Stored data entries

• • • • •

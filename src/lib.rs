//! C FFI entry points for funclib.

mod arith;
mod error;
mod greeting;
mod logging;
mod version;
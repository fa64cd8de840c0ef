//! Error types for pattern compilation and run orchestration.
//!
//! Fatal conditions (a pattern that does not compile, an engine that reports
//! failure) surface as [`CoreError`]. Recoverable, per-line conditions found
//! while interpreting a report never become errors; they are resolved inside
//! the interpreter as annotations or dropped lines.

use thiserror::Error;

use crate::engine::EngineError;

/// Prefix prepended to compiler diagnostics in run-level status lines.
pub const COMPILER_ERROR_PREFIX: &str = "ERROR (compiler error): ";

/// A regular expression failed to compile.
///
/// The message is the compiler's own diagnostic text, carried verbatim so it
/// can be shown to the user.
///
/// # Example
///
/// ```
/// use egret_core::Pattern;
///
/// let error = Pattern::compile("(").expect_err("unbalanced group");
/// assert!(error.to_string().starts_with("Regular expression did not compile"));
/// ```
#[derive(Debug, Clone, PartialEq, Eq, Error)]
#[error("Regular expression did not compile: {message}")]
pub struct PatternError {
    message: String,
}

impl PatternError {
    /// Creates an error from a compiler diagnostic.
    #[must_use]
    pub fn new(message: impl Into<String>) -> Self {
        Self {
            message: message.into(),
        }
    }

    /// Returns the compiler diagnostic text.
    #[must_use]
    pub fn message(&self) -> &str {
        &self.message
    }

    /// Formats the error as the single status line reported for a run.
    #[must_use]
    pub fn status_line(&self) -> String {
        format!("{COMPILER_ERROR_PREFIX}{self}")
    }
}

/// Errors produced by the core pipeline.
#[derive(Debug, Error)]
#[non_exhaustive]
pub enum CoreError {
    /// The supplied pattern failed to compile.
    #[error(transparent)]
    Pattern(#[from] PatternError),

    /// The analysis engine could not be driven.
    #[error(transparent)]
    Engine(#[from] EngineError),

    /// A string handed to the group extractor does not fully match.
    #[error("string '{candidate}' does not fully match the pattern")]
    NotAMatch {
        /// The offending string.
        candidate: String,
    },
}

• • • • •

*WHAT THE EXERCISE ASKS*.
Starting at the line that contains "pattern failed to compile.", reproduce each line through the end of the records exactly, both ends included.

*OUTPUT*.
    /// The supplied pattern failed to compile.
    #[error(transparent)]
    Pattern(#[from] PatternError),

    /// The analysis engine could not be driven.
    #[error(transparent)]
    Engine(#[from] EngineError),

    /// A string handed to the group extractor does not fully match.
    #[error("string '{candidate}' does not fully match the pattern")]
    NotAMatch {
        /// The offending string.
        candidate: String,
    },
}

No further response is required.